Research Handbook on the Economics of Insurance Law

Research Handbook on the Economics of Insurance Law

Research Handbooks in Law and Economics series

Edited by Daniel Schwarcz and Peter Siegelman

Insurance law and insurance economics each have long and distinguished scholarly histories, but participants in the two disciplines have not always communicated well across academic silos. The Handbook encourages more policy-relevant insurance economics scholarship and more economically sophisticated legal scholarship by bringing together original contributions from leading scholars in insurance law and insurance economics on a range of issues involving insurance law and regulation.

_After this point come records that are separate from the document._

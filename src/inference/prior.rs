//! Priors over the MRCA rank
//!
//! Estimators only need two numbers from a prior for any interval of ranks:
//! its unnormalized probability mass and the expected rank given the MRCA
//! falls inside it. Intervals are half-open, `[begin, end)`. Masses of the
//! growing and shrinking priors leave `f64` range within a few thousand
//! ranks, so estimators compare them through the log-space proxy.

use std::fmt;
use std::str::FromStr;

use serde::{Deserialize, Serialize};

pub trait Prior {
    /// Unnormalized prior mass of ranks in `[begin_inclusive, end_exclusive)`
    fn calc_interval_probability_proxy(&self, begin_inclusive: i64, end_exclusive: i64) -> f64;

    /// Natural log of the interval mass, `-inf` for an empty interval
    fn calc_interval_log_probability_proxy(&self, begin_inclusive: i64, end_exclusive: i64) -> f64 {
        self.calc_interval_probability_proxy(begin_inclusive, end_exclusive)
            .ln()
    }

    /// Expected rank given the MRCA lies in `[begin_inclusive, end_exclusive)`
    fn calc_interval_conditioned_mean(&self, begin_inclusive: i64, end_exclusive: i64) -> f64;
}

fn midpoint(begin_inclusive: i64, end_exclusive: i64) -> f64 {
    (begin_inclusive as f64 + end_exclusive as f64 - 1.0) / 2.0
}

fn length(begin_inclusive: i64, end_exclusive: i64) -> f64 {
    (end_exclusive - begin_inclusive).max(0) as f64
}

/// No information: every non-empty interval is equally likely
#[derive(Debug, Clone, Copy, Default, PartialEq, Serialize, Deserialize)]
pub struct ArbitraryPrior;

impl Prior for ArbitraryPrior {
    fn calc_interval_probability_proxy(&self, begin_inclusive: i64, end_exclusive: i64) -> f64 {
        if end_exclusive > begin_inclusive {
            1.0
        } else {
            0.0
        }
    }

    fn calc_interval_conditioned_mean(&self, begin_inclusive: i64, end_exclusive: i64) -> f64 {
        midpoint(begin_inclusive, end_exclusive)
    }
}

/// Every rank is equally likely
#[derive(Debug, Clone, Copy, Default, PartialEq, Serialize, Deserialize)]
pub struct UniformPrior;

impl Prior for UniformPrior {
    fn calc_interval_probability_proxy(&self, begin_inclusive: i64, end_exclusive: i64) -> f64 {
        length(begin_inclusive, end_exclusive)
    }

    fn calc_interval_conditioned_mean(&self, begin_inclusive: i64, end_exclusive: i64) -> f64 {
        midpoint(begin_inclusive, end_exclusive)
    }
}

/// Mass at rank `r` proportional to `growth_factor^r`.
///
/// A growth factor above one favors recent MRCAs, as under an expanding
/// population; below one favors ancient ones.
#[derive(Debug, Clone, Copy, PartialEq, Serialize, Deserialize)]
pub struct GeometricPrior {
    pub growth_factor: f64,
}

impl GeometricPrior {
    pub fn new(growth_factor: f64) -> Self {
        Self { growth_factor }
    }
}

/// Mean offset from the interval start of `q^i` weights over `i in 0..n`
fn geometric_offset_mean(q: f64, n: f64) -> f64 {
    if (q - 1.0).abs() < f64::EPSILON {
        (n - 1.0) / 2.0
    } else if q < 1.0 {
        q / (1.0 - q) - n * q.powf(n) / (1.0 - q.powf(n))
    } else {
        // mirror the interval so the series stays bounded
        (n - 1.0) - geometric_offset_mean(q.recip(), n)
    }
}

/// `ln((q^n - 1) / (q - 1))` without forming `q^n`
fn log_geometric_series(q: f64, n: f64) -> f64 {
    let log_q = q.ln();
    if q < 1.0 {
        (-(n * log_q).exp()).ln_1p() - (-log_q.exp_m1()).ln()
    } else {
        n * log_q + (-(-n * log_q).exp()).ln_1p() - log_q.exp_m1().ln()
    }
}

impl Prior for GeometricPrior {
    fn calc_interval_probability_proxy(&self, begin_inclusive: i64, end_exclusive: i64) -> f64 {
        let n = length(begin_inclusive, end_exclusive);
        let q = self.growth_factor;
        if n == 0.0 {
            0.0
        } else if (q - 1.0).abs() < f64::EPSILON {
            n
        } else {
            q.powf(begin_inclusive as f64) * (q.powf(n) - 1.0) / (q - 1.0)
        }
    }

    fn calc_interval_log_probability_proxy(&self, begin_inclusive: i64, end_exclusive: i64) -> f64 {
        let n = length(begin_inclusive, end_exclusive);
        let q = self.growth_factor;
        if n == 0.0 {
            f64::NEG_INFINITY
        } else if (q - 1.0).abs() < f64::EPSILON {
            n.ln()
        } else {
            begin_inclusive as f64 * q.ln() + log_geometric_series(q, n)
        }
    }

    fn calc_interval_conditioned_mean(&self, begin_inclusive: i64, end_exclusive: i64) -> f64 {
        let n = length(begin_inclusive, end_exclusive);
        if n == 0.0 {
            return midpoint(begin_inclusive, end_exclusive);
        }
        begin_inclusive as f64 + geometric_offset_mean(self.growth_factor, n)
    }
}

/// Continuous density proportional to `growth_factor^x`, each rank `r`
/// owning the unit cell centered on it
#[derive(Debug, Clone, Copy, PartialEq, Serialize, Deserialize)]
pub struct ExponentialPrior {
    pub growth_factor: f64,
}

impl ExponentialPrior {
    pub fn new(growth_factor: f64) -> Self {
        Self { growth_factor }
    }

    fn rate(&self) -> f64 {
        self.growth_factor.ln()
    }
}

impl Prior for ExponentialPrior {
    fn calc_interval_probability_proxy(&self, begin_inclusive: i64, end_exclusive: i64) -> f64 {
        let width = length(begin_inclusive, end_exclusive);
        let rate = self.rate();
        if width == 0.0 {
            return 0.0;
        }
        if rate.abs() < 1e-12 {
            return width;
        }
        let low = begin_inclusive as f64 - 0.5;
        ((rate * (low + width)).exp() - (rate * low).exp()) / rate
    }

    fn calc_interval_log_probability_proxy(&self, begin_inclusive: i64, end_exclusive: i64) -> f64 {
        let width = length(begin_inclusive, end_exclusive);
        let rate = self.rate();
        if width == 0.0 {
            return f64::NEG_INFINITY;
        }
        if rate.abs() < 1e-12 {
            return width.ln();
        }
        // factor out the larger endpoint's density
        let low = begin_inclusive as f64 - 0.5;
        let peak = if rate > 0.0 { low + width } else { low };
        rate * peak + (-(-rate.abs() * width).exp()).ln_1p() - rate.abs().ln()
    }

    fn calc_interval_conditioned_mean(&self, begin_inclusive: i64, end_exclusive: i64) -> f64 {
        let width = length(begin_inclusive, end_exclusive);
        let rate = self.rate();
        if width == 0.0 || rate.abs() < 1e-12 {
            return midpoint(begin_inclusive, end_exclusive);
        }
        let low = begin_inclusive as f64 - 0.5;
        if rate > 0.0 {
            low + width / (1.0 - (-rate * width).exp()) - rate.recip()
        } else {
            let decay = (rate * width).exp();
            low - width * decay / (1.0 - decay) - rate.recip()
        }
    }
}

/// Error parsing a prior name
#[derive(Debug, Clone, PartialEq, Eq, thiserror::Error)]
#[error("unrecognized prior: {0}")]
pub struct UnknownPrior(pub String);

/// The built-in priors, selectable by name
#[derive(Debug, Clone, Copy, PartialEq, Serialize, Deserialize)]
#[serde(rename_all = "snake_case")]
pub enum BuiltinPrior {
    Arbitrary,
    Uniform,
    Geometric { growth_factor: f64 },
    Exponential { growth_factor: f64 },
}

impl Prior for BuiltinPrior {
    fn calc_interval_probability_proxy(&self, begin_inclusive: i64, end_exclusive: i64) -> f64 {
        self.as_prior()
            .calc_interval_probability_proxy(begin_inclusive, end_exclusive)
    }

    fn calc_interval_log_probability_proxy(&self, begin_inclusive: i64, end_exclusive: i64) -> f64 {
        self.as_prior()
            .calc_interval_log_probability_proxy(begin_inclusive, end_exclusive)
    }

    fn calc_interval_conditioned_mean(&self, begin_inclusive: i64, end_exclusive: i64) -> f64 {
        self.as_prior()
            .calc_interval_conditioned_mean(begin_inclusive, end_exclusive)
    }
}

impl BuiltinPrior {
    fn as_prior(&self) -> Box<dyn Prior> {
        match *self {
            Self::Arbitrary => Box::new(ArbitraryPrior),
            Self::Uniform => Box::new(UniformPrior),
            Self::Geometric { growth_factor } => Box::new(GeometricPrior::new(growth_factor)),
            Self::Exponential { growth_factor } => Box::new(ExponentialPrior::new(growth_factor)),
        }
    }
}

impl fmt::Display for BuiltinPrior {
    fn fmt(&self, f: &mut fmt::Formatter<'_>) -> fmt::Result {
        match self {
            Self::Arbitrary => write!(f, "arbitrary"),
            Self::Uniform => write!(f, "uniform"),
            Self::Geometric { growth_factor } => {
                write!(f, "geometric(growth_factor={growth_factor})")
            }
            Self::Exponential { growth_factor } => {
                write!(f, "exponential(growth_factor={growth_factor})")
            }
        }
    }
}

impl FromStr for BuiltinPrior {
    type Err = UnknownPrior;

    /// Accepts `arbitrary`, `uniform`, `geometric(growth_factor=g)` and
    /// `exponential(growth_factor=g)`; the key may be omitted
    fn from_str(s: &str) -> Result<Self, Self::Err> {
        let unknown = || UnknownPrior(s.to_string());
        let text = s.trim();
        let (name, argument) = match text.split_once('(') {
            Some((name, rest)) => (name.trim(), Some(rest.strip_suffix(')').ok_or_else(unknown)?)),
            None => (text, None),
        };
        let growth_factor = || -> Result<f64, UnknownPrior> {
            let raw = argument.ok_or_else(unknown)?;
            let raw = raw.split_once('=').map_or(raw, |(key, value)| {
                if key.trim() == "growth_factor" {
                    value
                } else {
                    ""
                }
            });
            raw.trim()
                .parse::<f64>()
                .ok()
                .filter(|g| g.is_finite() && *g > 0.0)
                .ok_or_else(unknown)
        };
        match (name, argument) {
            ("arbitrary", None) => Ok(Self::Arbitrary),
            ("uniform", None) => Ok(Self::Uniform),
            ("geometric", Some(_)) => Ok(Self::Geometric {
                growth_factor: growth_factor()?,
            }),
            ("exponential", Some(_)) => Ok(Self::Exponential {
                growth_factor: growth_factor()?,
            }),
            _ => Err(unknown()),
        }
    }
}

#[cfg(test)]
mod tests {
    use super::*;

    fn brute_geometric(q: f64, begin: i64, end: i64) -> (f64, f64) {
        let mass: f64 = (begin..end).map(|r| q.powi(r as i32)).sum();
        let moment: f64 = (begin..end).map(|r| r as f64 * q.powi(r as i32)).sum();
        (mass, moment / mass)
    }

    #[test]
    fn test_arbitrary_and_uniform() {
        assert_eq!(ArbitraryPrior.calc_interval_probability_proxy(3, 9), 1.0);
        assert_eq!(ArbitraryPrior.calc_interval_probability_proxy(9, 9), 0.0);
        assert_eq!(UniformPrior.calc_interval_probability_proxy(3, 9), 6.0);
        assert_eq!(UniformPrior.calc_interval_conditioned_mean(3, 9), 5.5);
        assert_eq!(UniformPrior.calc_interval_conditioned_mean(10, 11), 10.0);
    }

    #[test]
    fn test_geometric_matches_summation() {
        for q in [0.5, 0.9, 1.0, 1.1, 2.0] {
            let prior = GeometricPrior::new(q);
            for (begin, end) in [(0, 1), (2, 7), (5, 40)] {
                let (mass, mean) = brute_geometric(q, begin, end);
                let proxy = prior.calc_interval_probability_proxy(begin, end);
                assert!((proxy - mass).abs() <= 1e-6 * mass, "q={q} [{begin},{end})");
                let conditioned = prior.calc_interval_conditioned_mean(begin, end);
                assert!((conditioned - mean).abs() < 1e-6, "q={q} [{begin},{end})");
            }
        }
    }

    #[test]
    fn test_exponential_tilts_mean() {
        let growing = ExponentialPrior::new(1.5);
        let shrinking = ExponentialPrior::new(0.5);
        let flat = ExponentialPrior::new(1.0);
        assert!(growing.calc_interval_conditioned_mean(0, 10) > 4.5);
        assert!(shrinking.calc_interval_conditioned_mean(0, 10) < 4.5);
        assert_eq!(flat.calc_interval_conditioned_mean(0, 10), 4.5);
        assert_eq!(flat.calc_interval_probability_proxy(0, 10), 10.0);
        let proxy = growing.calc_interval_probability_proxy(0, 4);
        let split = growing.calc_interval_probability_proxy(0, 2)
            + growing.calc_interval_probability_proxy(2, 4);
        assert!((proxy - split).abs() < 1e-9);
    }

    #[test]
    fn test_log_proxy_matches_direct_mass() {
        let priors = [
            BuiltinPrior::Arbitrary,
            BuiltinPrior::Uniform,
            BuiltinPrior::Geometric { growth_factor: 0.9 },
            BuiltinPrior::Geometric { growth_factor: 1.1 },
            BuiltinPrior::Exponential { growth_factor: 0.9 },
            BuiltinPrior::Exponential { growth_factor: 1.1 },
        ];
        for prior in priors {
            for (begin, end) in [(0, 1), (3, 9), (10, 60)] {
                let direct = prior.calc_interval_probability_proxy(begin, end).ln();
                let logged = prior.calc_interval_log_probability_proxy(begin, end);
                assert!((direct - logged).abs() < 1e-9, "{prior} [{begin},{end})");
            }
            assert_eq!(prior.calc_interval_log_probability_proxy(5, 5), f64::NEG_INFINITY);
        }
    }

    #[test]
    fn test_log_proxy_stays_finite_at_deep_ranks() {
        for growth_factor in [0.9, 1.1] {
            let geometric = GeometricPrior::new(growth_factor);
            let exponential = ExponentialPrior::new(growth_factor);
            let priors: [&dyn Prior; 2] = [&geometric, &exponential];
            for prior in priors {
                let deep = prior.calc_interval_log_probability_proxy(9_000, 9_010);
                let shallow = prior.calc_interval_log_probability_proxy(0, 10);
                assert!(deep.is_finite(), "growth {growth_factor}");
                let shift = 9_000.0 * f64::ln(growth_factor);
                assert!((deep - shallow - shift).abs() < 1e-6, "growth {growth_factor}");
            }
            let mean = geometric.calc_interval_conditioned_mean(8_900, 8_999);
            assert!((8_900.0..8_999.0).contains(&mean), "growth {growth_factor}");
        }
    }

    #[test]
    fn test_parse_builtin() {
        assert_eq!("arbitrary".parse(), Ok(BuiltinPrior::Arbitrary));
        assert_eq!(" uniform ".parse(), Ok(BuiltinPrior::Uniform));
        assert_eq!("geometric(1.1)".parse(), Ok(BuiltinPrior::Geometric { growth_factor: 1.1 }));
        assert_eq!(
            "exponential(growth_factor=0.9)".parse(),
            Ok(BuiltinPrior::Exponential { growth_factor: 0.9 })
        );
        assert!("geometric".parse::<BuiltinPrior>().is_err());
        assert!("geometric(rate=2)".parse::<BuiltinPrior>().is_err());
        assert!("geometric(-1)".parse::<BuiltinPrior>().is_err());
        assert!("uniform(2)".parse::<BuiltinPrior>().is_err());
        let prior = BuiltinPrior::Geometric { growth_factor: 1.25 };
        assert_eq!(prior.to_string().parse(), Ok(prior));
    }
}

Chapter 2: Insurance agents in the twenty-first century: The problem of biased advice

Daniel Schwarcz and Peter Siegelman

Subjects: law - academic, commercial law, insurance law, law and economics


Insurance intermediaries who focus their efforts on individuals and small businesses face an ever-shifting landscape. As with the travel agents of the 1990s, their value in facilitating insurance transactions is increasingly being challenged by technological advances (McKinsey & Co. 2013). Websites and mobile ‘apps’ already offer consumers the opportunity to bypass traditional insurance intermediaries by providing automated underwriting and policy-selection guidance. And the continuing implementation of health insurance exchanges may well accelerate these technological shifts as consumers become increasingly comfortable with making their insurance purchases online. This chapter suggests that these technological innovations in insurance distribution systems hold significant promise not only to decrease insurance costs, but also to improve consumer matching with appropriate and affordable coverage. This conclusion arises out of the chapter’s assessment that insurance consumers currently face a meaningful risk that traditional insurance agents will subvert their clients’ interests to maximize commissions. At root, this risk stems from various market failures, including massive information asymmetries between consumers and insurance intermediaries, the credence–good nature of insurance and the magnitude of consumers’ behavioral biases in making insurance decisions. But it also emerges out of important legal and regulatory failures that leave consumers with few, and generally ineffective, safeguards against misconduct by insurance agents.